Suddenly, I realized that the way I felt inside wasn’t necessarily the way I was seen outside. Someone once told me that a feeling of acute embarrassment or shame can be akin to a feeling of being–I kind of hillbilly kin. My mother knelt down and enfolded me in a hug but what was done was done. I have long been a mother myself, and I fully understand what it is like to reach the end of your rope on such a matter–I’ve had friends whose children would only wear a certain shirt or (in one case) insist on wearing a Disney princess costume until it became a filthy rag.
What made the incident memorable was something I couldn’t think at the time, only sense. I had seen dark side of my mother and lived. I had stood up to it. And I had also seen something about myself and lived. It was as if I had seen myself from the outside as well as the inside, and this kindled a kind of questioning, not a thinking question but a feeling question. I wondered who I was.
There was me and there was the big world, there was me dreaming and there someone else who was really seeing. It would be many years before I realized that seeing (really seeing, not just looking) can bring a new power, a new energy. And it was as if one included the other, the seeing included the dreaming.
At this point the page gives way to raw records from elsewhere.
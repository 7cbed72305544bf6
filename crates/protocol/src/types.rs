//! Core types shared across the protocol

use std::fmt;
use std::str::FromStr;

use serde::{Deserialize, Serialize};

/// Which driver currently owns the assistant.
#[derive(Debug, Clone, Copy, PartialEq, Eq, Hash, Serialize, Deserialize)]
#[serde(rename_all = "snake_case")]
pub enum Mode {
    /// The operator drives the assistant from the local terminal.
    Local,
    /// The cloud client drives the assistant through the message queue.
    Remote,
}

impl Mode {
    pub fn as_str(&self) -> &'static str {
        match self {
            Mode::Local => "local",
            Mode::Remote => "remote",
        }
    }

    /// The mode a bare switch request moves to.
    pub fn other(&self) -> Mode {
        match self {
            Mode::Local => Mode::Remote,
            Mode::Remote => Mode::Local,
        }
    }
}

impl fmt::Display for Mode {
    fn fmt(&self, f: &mut fmt::Formatter<'_>) -> fmt::Result {
        f.write_str(self.as_str())
    }
}

impl FromStr for Mode {
    type Err = String;

    fn from_str(s: &str) -> Result<Self, Self::Err> {
        match s.trim().to_ascii_lowercase().as_str() {
            "local" => Ok(Mode::Local),
            "remote" => Ok(Mode::Remote),
            other => Err(format!("unknown mode '{other}' (expected local or remote)")),
        }
    }
}

/// Operator decision for a tool permission prompt.
#[derive(Debug, Clone, Copy, PartialEq, Eq, Serialize, Deserialize)]
#[serde(rename_all = "kebab-case")]
pub enum PermissionDecision {
    AllowOnce,
    Deny,
    AllowAlways,
}

impl PermissionDecision {
    pub fn is_allow(&self) -> bool {
        matches!(self, Self::AllowOnce | Self::AllowAlways)
    }
}

/// A permission decision as delivered by the cloud client.
#[derive(Debug, Clone, PartialEq, Eq, Serialize, Deserialize)]
pub struct PermissionResponse {
    #[serde(default, skip_serializing_if = "Option::is_none")]
    pub request_id: Option<String>,
    pub decision: PermissionDecision,
    /// Free-form reason shown to the assistant on deny.
    #[serde(default, skip_serializing_if = "Option::is_none")]
    pub message: Option<String>,
}

impl PermissionResponse {
    pub fn new(decision: PermissionDecision) -> Self {
        Self {
            request_id: None,
            decision,
            message: None,
        }
    }
}

/// Binary attachment as carried in JSON frames (base64 payload).
#[derive(Debug, Clone, PartialEq, Eq, Serialize, Deserialize)]
pub struct WireAttachment {
    #[serde(alias = "mimeType", alias = "media_type")]
    pub mime_type: String,
    pub data: String,
    #[serde(default, skip_serializing_if = "Option::is_none")]
    pub name: Option<String>,
}
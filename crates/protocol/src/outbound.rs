//! Session → cloud messages

use serde::{Deserialize, Serialize};
use serde_json::Value;

use crate::now_millis;
use crate::types::Mode;

/// Frames sent to the cloud collaborator.
#[derive(Debug, Clone, PartialEq, Serialize, Deserialize)]
#[serde(tag = "type", rename_all = "snake_case")]
pub enum OutboundMessage {
    /// A transcript entry, stream message or hook event from the assistant.
    ClaudeEvent { event: Value, timestamp: u64 },
    Thinking { thinking: bool, timestamp: u64 },
    ModeChange { mode: Mode, timestamp: u64 },
    Ping,
    Pong,
}

impl OutboundMessage {
    pub fn claude_event(event: Value) -> Self {
        Self::ClaudeEvent {
            event,
            timestamp: now_millis(),
        }
    }

    pub fn thinking(thinking: bool) -> Self {
        Self::Thinking {
            thinking,
            timestamp: now_millis(),
        }
    }

    pub fn mode_change(mode: Mode) -> Self {
        Self::ModeChange {
            mode,
            timestamp: now_millis(),
        }
    }

    pub fn kind(&self) -> &'static str {
        match self {
            Self::ClaudeEvent { .. } => "claude_event",
            Self::Thinking { .. } => "thinking",
            Self::ModeChange { .. } => "mode_change",
            Self::Ping => "ping",
            Self::Pong => "pong",
        }
    }
}
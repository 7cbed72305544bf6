//! Transcript synchronizer.
//!
//! Tails the assistant's per-session JSONL transcript and turns it into an
//! ordered, deduplicated stream of entries. Every pass re-reads the whole
//! file; the seen-id set decides what is new. Passes run on debounced
//! filesystem notifications and on a fallback timer.

use std::collections::HashSet;
use std::future::pending;
use std::io;
use std::path::{Path, PathBuf};
use std::sync::{Arc, Mutex, MutexGuard};
use std::time::Duration;

use notify::{Event, EventKind, RecommendedWatcher, RecursiveMode, Watcher};
use switchyard_protocol::{LineParse, TranscriptEntry};
use tokio::sync::{mpsc, watch};
use tokio::task::JoinHandle;
use tokio::time::{sleep_until, Instant};
use tokio_util::sync::CancellationToken;
use tracing::{debug, info, warn};

#[derive(Debug, Clone, Copy)]
pub struct SyncTiming {
    pub debounce: Duration,
    pub fallback: Duration,
}

impl Default for SyncTiming {
    fn default() -> Self {
        Self {
            debounce: Duration::from_millis(100),
            fallback: Duration::from_secs(3),
        }
    }
}

#[derive(Debug, Clone, PartialEq)]
pub enum TranscriptEvent {
    Entry(TranscriptEntry),
    /// A pass forwarded at least one assistant entry.
    Idle,
}

/// Where the assistant keeps the transcript for `session_id` started in `cwd`.
pub fn transcript_path(root: &Path, cwd: &Path, session_id: &str) -> PathBuf {
    let project: String = cwd
        .to_string_lossy()
        .chars()
        .map(|c| if c.is_ascii_alphanumeric() { c } else { '-' })
        .collect();
    root.join(project).join(format!("{session_id}.jsonl"))
}

/// Result of one sync pass.
#[derive(Debug, Default)]
pub struct SyncPass {
    pub entries: Vec<TranscriptEntry>,
    pub saw_assistant: bool,
    pub skipped: usize,
}

/// Dedup state for the whole session. Survives retargeting and mode switches,
/// so neither a resumed transcript nor a second local run replays old records.
#[derive(Debug, Default)]
pub struct TranscriptCursor {
    seen: Mutex<HashSet<String>>,
}

impl TranscriptCursor {
    pub fn new() -> Self {
        Self::default()
    }

    fn seen(&self) -> MutexGuard<'_, HashSet<String>> {
        self.seen
            .lock()
            .unwrap_or_else(|poisoned| poisoned.into_inner())
    }

    /// Record an id relayed by another path. Returns false if it was known.
    pub fn mark_seen(&self, id: &str) -> bool {
        self.seen().insert(id.to_string())
    }

    pub fn sync(&self, contents: &str) -> SyncPass {
        let mut seen = self.seen();
        let mut pass = SyncPass::default();
        for line in contents.lines() {
            let line = line.trim();
            if line.is_empty() {
                continue;
            }
            match TranscriptEntry::parse_line(line) {
                LineParse::Entry(entry) => {
                    if !seen.insert(entry.id.clone()) {
                        continue;
                    }
                    pass.saw_assistant |= entry.is_assistant();
                    pass.entries.push(entry);
                }
                LineParse::Internal => {}
                LineParse::Invalid(reason) => {
                    pass.skipped += 1;
                    debug!(
                        component = "transcript_sync",
                        event = "transcript_sync.line.skipped",
                        reason = %reason,
                        "Skipping unparseable transcript line"
                    );
                }
            }
        }
        pass
    }

    /// Read `path` and sync it. A missing file is an empty pass.
    pub async fn sync_file(&self, path: &Path) -> io::Result<SyncPass> {
        match tokio::fs::read_to_string(path).await {
            Ok(contents) => Ok(self.sync(&contents)),
            Err(err) if err.kind() == io::ErrorKind::NotFound => Ok(SyncPass::default()),
            Err(err) => Err(err),
        }
    }

    pub fn seen_count(&self) -> usize {
        self.seen().len()
    }
}

/// Where to tail and how often.
#[derive(Debug, Clone)]
pub struct SyncTarget {
    pub root: PathBuf,
    pub cwd: PathBuf,
    pub timing: SyncTiming,
}

/// Start tailing. The target follows `session_ids`; entries not yet in
/// `cursor` go to `events`.
pub fn spawn_transcript_sync(
    target: SyncTarget,
    cursor: Arc<TranscriptCursor>,
    session_ids: watch::Receiver<Option<String>>,
    events: mpsc::UnboundedSender<TranscriptEvent>,
    cancel: CancellationToken,
) -> JoinHandle<()> {
    let SyncTarget { root, cwd, timing } = target;
    let runtime = SyncRuntime {
        root,
        cwd,
        timing,
        cursor,
        target: None,
        watcher: None,
        events,
    };
    tokio::spawn(runtime.run(session_ids, cancel))
}

struct SyncRuntime {
    root: PathBuf,
    cwd: PathBuf,
    timing: SyncTiming,
    cursor: Arc<TranscriptCursor>,
    target: Option<PathBuf>,
    watcher: Option<RecommendedWatcher>,
    events: mpsc::UnboundedSender<TranscriptEvent>,
}

impl SyncRuntime {
    async fn run(
        mut self,
        mut session_ids: watch::Receiver<Option<String>>,
        cancel: CancellationToken,
    ) {
        let (fs_tx, mut fs_rx) = mpsc::unbounded_channel::<()>();
        let mut ids_open = true;
        let mut fallback = tokio::time::interval(self.timing.fallback);
        let mut debounce_at: Option<Instant> = None;

        let initial = session_ids.borrow_and_update().clone();
        if let Some(id) = initial {
            self.retarget(&id, &fs_tx).await;
        }

        loop {
            tokio::select! {
                _ = cancel.cancelled() => break,
                changed = session_ids.changed(), if ids_open => {
                    if changed.is_err() {
                        ids_open = false;
                        continue;
                    }
                    let id = session_ids.borrow_and_update().clone();
                    if let Some(id) = id {
                        self.retarget(&id, &fs_tx).await;
                    }
                }
                Some(()) = fs_rx.recv() => {
                    debounce_at = Some(Instant::now() + self.timing.debounce);
                }
                _ = sleep_until_opt(debounce_at), if debounce_at.is_some() => {
                    debounce_at = None;
                    self.pass().await;
                }
                _ = fallback.tick() => {
                    if self.watcher.is_none() && self.target.is_some() {
                        self.watch_target(&fs_tx);
                    }
                    self.pass().await;
                }
            }
        }

        debug!(
            component = "transcript_sync",
            event = "transcript_sync.stopped",
            seen = self.cursor.seen_count(),
            "Transcript sync stopped"
        );
    }

    async fn retarget(&mut self, session_id: &str, fs_tx: &mpsc::UnboundedSender<()>) {
        let path = transcript_path(&self.root, &self.cwd, session_id);
        if self.target.as_ref() == Some(&path) {
            return;
        }
        info!(
            component = "transcript_sync",
            event = "transcript_sync.retarget",
            path = %path.display(),
            "Following transcript"
        );
        self.target = Some(path);
        self.watcher = None;
        self.watch_target(fs_tx);
        self.pass().await;
    }

    /// Watch the transcript's directory; the file itself may not exist yet.
    fn watch_target(&mut self, fs_tx: &mpsc::UnboundedSender<()>) {
        let Some(target) = self.target.clone() else {
            return;
        };
        let Some(dir) = target.parent().map(Path::to_path_buf) else {
            return;
        };
        if !dir.is_dir() {
            return;
        }

        let tx = fs_tx.clone();
        let file = target.clone();
        let watcher = RecommendedWatcher::new(
            move |res: Result<Event, notify::Error>| match res {
                Ok(event) => {
                    if matches_change(&event.kind) && event.paths.iter().any(|p| p == &file) {
                        let _ = tx.send(());
                    }
                }
                Err(err) => {
                    warn!(
                        component = "transcript_sync",
                        event = "transcript_sync.fs_event_error",
                        error = %err,
                        "Transcript watcher event error"
                    );
                }
            },
            notify::Config::default(),
        )
        .and_then(|mut watcher| {
            watcher.watch(&dir, RecursiveMode::NonRecursive)?;
            Ok(watcher)
        });

        match watcher {
            Ok(watcher) => self.watcher = Some(watcher),
            Err(err) => warn!(
                component = "transcript_sync",
                event = "transcript_sync.watch_failed",
                path = %dir.display(),
                error = %err,
                "Falling back to timer-only sync"
            ),
        }
    }

    async fn pass(&mut self) {
        let Some(target) = self.target.clone() else {
            return;
        };
        let pass = match self.cursor.sync_file(&target).await {
            Ok(pass) => pass,
            Err(err) => {
                warn!(
                    component = "transcript_sync",
                    event = "transcript_sync.read_failed",
                    path = %target.display(),
                    error = %err,
                    "Failed to read transcript"
                );
                return;
            }
        };

        if !pass.entries.is_empty() {
            debug!(
                component = "transcript_sync",
                event = "transcript_sync.pass",
                forwarded = pass.entries.len(),
                skipped = pass.skipped,
                "Forwarding new transcript entries"
            );
        }
        for entry in pass.entries {
            let _ = self.events.send(TranscriptEvent::Entry(entry));
        }
        if pass.saw_assistant {
            let _ = self.events.send(TranscriptEvent::Idle);
        }
    }
}

async fn sleep_until_opt(at: Option<Instant>) {
    match at {
        Some(at) => sleep_until(at).await,
        None => pending().await,
    }
}

fn matches_change(kind: &EventKind) -> bool {
    matches!(
        kind,
        EventKind::Create(_) | EventKind::Modify(_) | EventKind::Any
    )
}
But who was the seer?
Striker didn’t disappear. He would reappear as needed—but henceforth he would be my guardian and helper on numerous international spy missions. Henceforth we would be suave and worldly, travel on fake passports, be James Bond-like. To paraphrase James Bond, I was shaken by the bleacing but not stirred. Later that same day, I glimpsed something stirring.
The afternoon of the bleaching, my twin brother and I were taken skiing. This outing probably had something to do with my mother feeling bad about what had happened. And I remember another moment of being, a vastly more gentle shock. I remember standing at the top of a hill resting on my ski poles. The air had the metallic smell of coming snow. The sky was heavy with bruise colored clouds which gave the landscape out below the hushed intimacy of the Cathedral. I remember feeling present—not in the excruciating way I had been in the laundry room but still dethroned from the center of my universe. Just for a moment I knew I was a tiny part of a much larger world, that the mystery that surrounded me was vast and mysterious. I had the sensation of waking up from a dream to find myself in the midst of something amazing—a bigger dream. I wished to know more
Moments later, this delicate opening and wishing closed like an eye. We humans can only take so much reality. I started wondering what it must of felt like to be a person in the Ice Age, about what it would be like to be lost and alone in such a place, and about what we’re having for dinner. I hoped it was spaghetti, not fish.